● The task:
Count the lines below that contain the word "FlameNode" and give only the number.

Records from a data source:
——————————
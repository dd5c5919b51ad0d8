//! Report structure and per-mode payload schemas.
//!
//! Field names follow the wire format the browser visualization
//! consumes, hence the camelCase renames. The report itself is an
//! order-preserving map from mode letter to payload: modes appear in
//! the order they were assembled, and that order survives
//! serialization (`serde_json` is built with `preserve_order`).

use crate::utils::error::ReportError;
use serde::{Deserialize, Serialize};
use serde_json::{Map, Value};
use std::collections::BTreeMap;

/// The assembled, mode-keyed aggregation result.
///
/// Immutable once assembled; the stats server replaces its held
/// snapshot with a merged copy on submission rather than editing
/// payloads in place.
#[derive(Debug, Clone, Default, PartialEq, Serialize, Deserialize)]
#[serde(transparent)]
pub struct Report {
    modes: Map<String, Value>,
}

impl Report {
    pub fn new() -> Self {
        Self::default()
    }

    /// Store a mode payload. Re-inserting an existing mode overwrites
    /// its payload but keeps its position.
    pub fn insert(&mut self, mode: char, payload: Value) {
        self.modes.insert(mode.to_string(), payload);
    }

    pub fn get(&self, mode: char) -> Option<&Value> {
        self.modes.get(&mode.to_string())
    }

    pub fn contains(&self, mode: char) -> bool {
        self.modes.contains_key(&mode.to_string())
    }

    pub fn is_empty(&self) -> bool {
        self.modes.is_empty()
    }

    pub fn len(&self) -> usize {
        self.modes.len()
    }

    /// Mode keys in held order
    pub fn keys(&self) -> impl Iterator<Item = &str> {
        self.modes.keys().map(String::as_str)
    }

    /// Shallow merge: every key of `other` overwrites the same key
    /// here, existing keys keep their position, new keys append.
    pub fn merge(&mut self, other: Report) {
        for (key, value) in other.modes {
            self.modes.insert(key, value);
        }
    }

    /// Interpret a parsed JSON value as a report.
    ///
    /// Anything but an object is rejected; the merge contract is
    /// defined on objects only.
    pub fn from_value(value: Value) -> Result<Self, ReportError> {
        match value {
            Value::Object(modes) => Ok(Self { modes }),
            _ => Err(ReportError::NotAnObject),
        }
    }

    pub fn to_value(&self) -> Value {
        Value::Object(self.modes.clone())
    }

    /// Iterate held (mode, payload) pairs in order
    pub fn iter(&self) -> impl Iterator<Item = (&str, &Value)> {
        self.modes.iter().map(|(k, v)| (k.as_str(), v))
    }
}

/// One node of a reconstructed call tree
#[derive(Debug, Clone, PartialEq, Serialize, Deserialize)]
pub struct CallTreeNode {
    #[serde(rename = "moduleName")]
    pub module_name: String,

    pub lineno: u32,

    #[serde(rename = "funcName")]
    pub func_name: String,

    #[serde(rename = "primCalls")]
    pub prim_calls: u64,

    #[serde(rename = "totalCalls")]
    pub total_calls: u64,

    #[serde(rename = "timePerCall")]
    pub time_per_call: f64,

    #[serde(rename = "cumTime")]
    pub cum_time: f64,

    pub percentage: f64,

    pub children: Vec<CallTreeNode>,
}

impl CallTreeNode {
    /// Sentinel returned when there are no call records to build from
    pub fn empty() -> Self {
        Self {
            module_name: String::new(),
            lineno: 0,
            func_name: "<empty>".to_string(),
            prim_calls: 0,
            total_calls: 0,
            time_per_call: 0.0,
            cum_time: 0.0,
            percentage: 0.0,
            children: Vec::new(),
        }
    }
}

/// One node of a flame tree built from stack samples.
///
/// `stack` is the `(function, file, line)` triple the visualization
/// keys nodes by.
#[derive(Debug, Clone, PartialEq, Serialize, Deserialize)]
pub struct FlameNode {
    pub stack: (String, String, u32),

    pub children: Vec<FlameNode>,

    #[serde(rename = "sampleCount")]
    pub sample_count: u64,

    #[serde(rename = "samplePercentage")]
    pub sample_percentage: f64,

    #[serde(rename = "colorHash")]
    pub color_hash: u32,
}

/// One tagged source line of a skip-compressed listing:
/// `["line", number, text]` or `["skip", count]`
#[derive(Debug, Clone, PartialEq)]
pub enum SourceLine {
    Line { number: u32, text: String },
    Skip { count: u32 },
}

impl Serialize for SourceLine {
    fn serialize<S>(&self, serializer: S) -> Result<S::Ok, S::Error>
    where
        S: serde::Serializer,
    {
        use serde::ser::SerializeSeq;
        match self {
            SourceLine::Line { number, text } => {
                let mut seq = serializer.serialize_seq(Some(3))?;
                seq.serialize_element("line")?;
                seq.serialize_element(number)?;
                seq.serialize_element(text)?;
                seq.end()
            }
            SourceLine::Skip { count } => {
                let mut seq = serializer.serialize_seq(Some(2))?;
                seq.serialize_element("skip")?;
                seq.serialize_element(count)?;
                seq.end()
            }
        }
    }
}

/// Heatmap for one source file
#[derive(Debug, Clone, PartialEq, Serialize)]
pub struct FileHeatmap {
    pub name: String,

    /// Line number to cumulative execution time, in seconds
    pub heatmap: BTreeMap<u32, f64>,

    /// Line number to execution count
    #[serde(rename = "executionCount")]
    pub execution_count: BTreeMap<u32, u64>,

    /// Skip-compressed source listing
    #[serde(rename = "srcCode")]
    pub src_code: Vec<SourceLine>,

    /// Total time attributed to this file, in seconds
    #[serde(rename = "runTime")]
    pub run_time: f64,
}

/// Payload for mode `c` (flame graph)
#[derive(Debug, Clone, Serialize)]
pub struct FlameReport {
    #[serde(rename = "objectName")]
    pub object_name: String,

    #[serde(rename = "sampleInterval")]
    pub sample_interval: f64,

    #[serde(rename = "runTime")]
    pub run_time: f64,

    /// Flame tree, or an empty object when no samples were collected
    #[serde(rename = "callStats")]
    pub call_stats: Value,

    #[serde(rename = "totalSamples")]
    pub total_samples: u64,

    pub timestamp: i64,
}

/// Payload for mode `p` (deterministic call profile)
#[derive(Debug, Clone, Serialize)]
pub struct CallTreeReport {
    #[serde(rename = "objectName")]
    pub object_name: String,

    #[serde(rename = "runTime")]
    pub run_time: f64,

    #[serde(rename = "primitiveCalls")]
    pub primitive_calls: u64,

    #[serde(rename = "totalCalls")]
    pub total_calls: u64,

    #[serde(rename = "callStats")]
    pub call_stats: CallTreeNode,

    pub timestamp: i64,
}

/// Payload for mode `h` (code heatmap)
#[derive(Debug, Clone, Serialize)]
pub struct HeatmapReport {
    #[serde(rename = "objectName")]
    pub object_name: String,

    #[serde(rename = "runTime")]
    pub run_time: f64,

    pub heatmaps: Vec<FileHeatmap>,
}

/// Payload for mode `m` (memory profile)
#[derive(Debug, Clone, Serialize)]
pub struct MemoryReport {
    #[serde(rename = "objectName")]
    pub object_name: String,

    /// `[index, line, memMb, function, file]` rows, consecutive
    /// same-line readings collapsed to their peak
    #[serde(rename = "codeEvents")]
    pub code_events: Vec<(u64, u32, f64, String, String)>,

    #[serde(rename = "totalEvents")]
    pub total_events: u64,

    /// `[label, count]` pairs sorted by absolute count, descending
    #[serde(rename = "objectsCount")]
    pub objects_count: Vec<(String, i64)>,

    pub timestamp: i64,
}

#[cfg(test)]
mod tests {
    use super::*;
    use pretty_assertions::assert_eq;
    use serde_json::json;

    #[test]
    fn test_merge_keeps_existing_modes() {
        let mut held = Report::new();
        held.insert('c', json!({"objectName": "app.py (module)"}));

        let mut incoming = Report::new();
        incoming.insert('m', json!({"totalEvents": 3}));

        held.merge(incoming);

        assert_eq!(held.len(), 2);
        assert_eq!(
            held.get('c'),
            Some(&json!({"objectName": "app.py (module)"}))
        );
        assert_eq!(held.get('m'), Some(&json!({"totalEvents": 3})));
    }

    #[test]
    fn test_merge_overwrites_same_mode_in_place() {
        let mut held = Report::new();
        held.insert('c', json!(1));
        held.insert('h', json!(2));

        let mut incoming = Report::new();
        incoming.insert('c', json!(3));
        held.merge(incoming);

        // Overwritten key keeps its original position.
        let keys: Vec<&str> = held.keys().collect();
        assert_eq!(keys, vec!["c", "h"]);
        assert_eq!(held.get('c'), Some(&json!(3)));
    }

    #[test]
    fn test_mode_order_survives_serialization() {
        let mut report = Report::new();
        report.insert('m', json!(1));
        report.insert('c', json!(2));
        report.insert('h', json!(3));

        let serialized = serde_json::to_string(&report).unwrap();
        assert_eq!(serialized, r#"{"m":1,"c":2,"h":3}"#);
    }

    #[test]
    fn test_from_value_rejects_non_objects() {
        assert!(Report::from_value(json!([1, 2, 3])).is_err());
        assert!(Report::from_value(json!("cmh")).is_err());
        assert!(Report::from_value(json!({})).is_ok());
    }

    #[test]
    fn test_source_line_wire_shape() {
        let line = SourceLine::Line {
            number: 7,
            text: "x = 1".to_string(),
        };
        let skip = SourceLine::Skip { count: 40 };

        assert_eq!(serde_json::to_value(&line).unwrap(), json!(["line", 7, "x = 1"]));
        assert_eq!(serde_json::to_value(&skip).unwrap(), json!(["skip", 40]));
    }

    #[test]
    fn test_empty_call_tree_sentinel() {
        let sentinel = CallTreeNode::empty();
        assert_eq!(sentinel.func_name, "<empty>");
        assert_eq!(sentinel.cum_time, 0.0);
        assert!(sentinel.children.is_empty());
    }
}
——————————
● Answer for the task:
2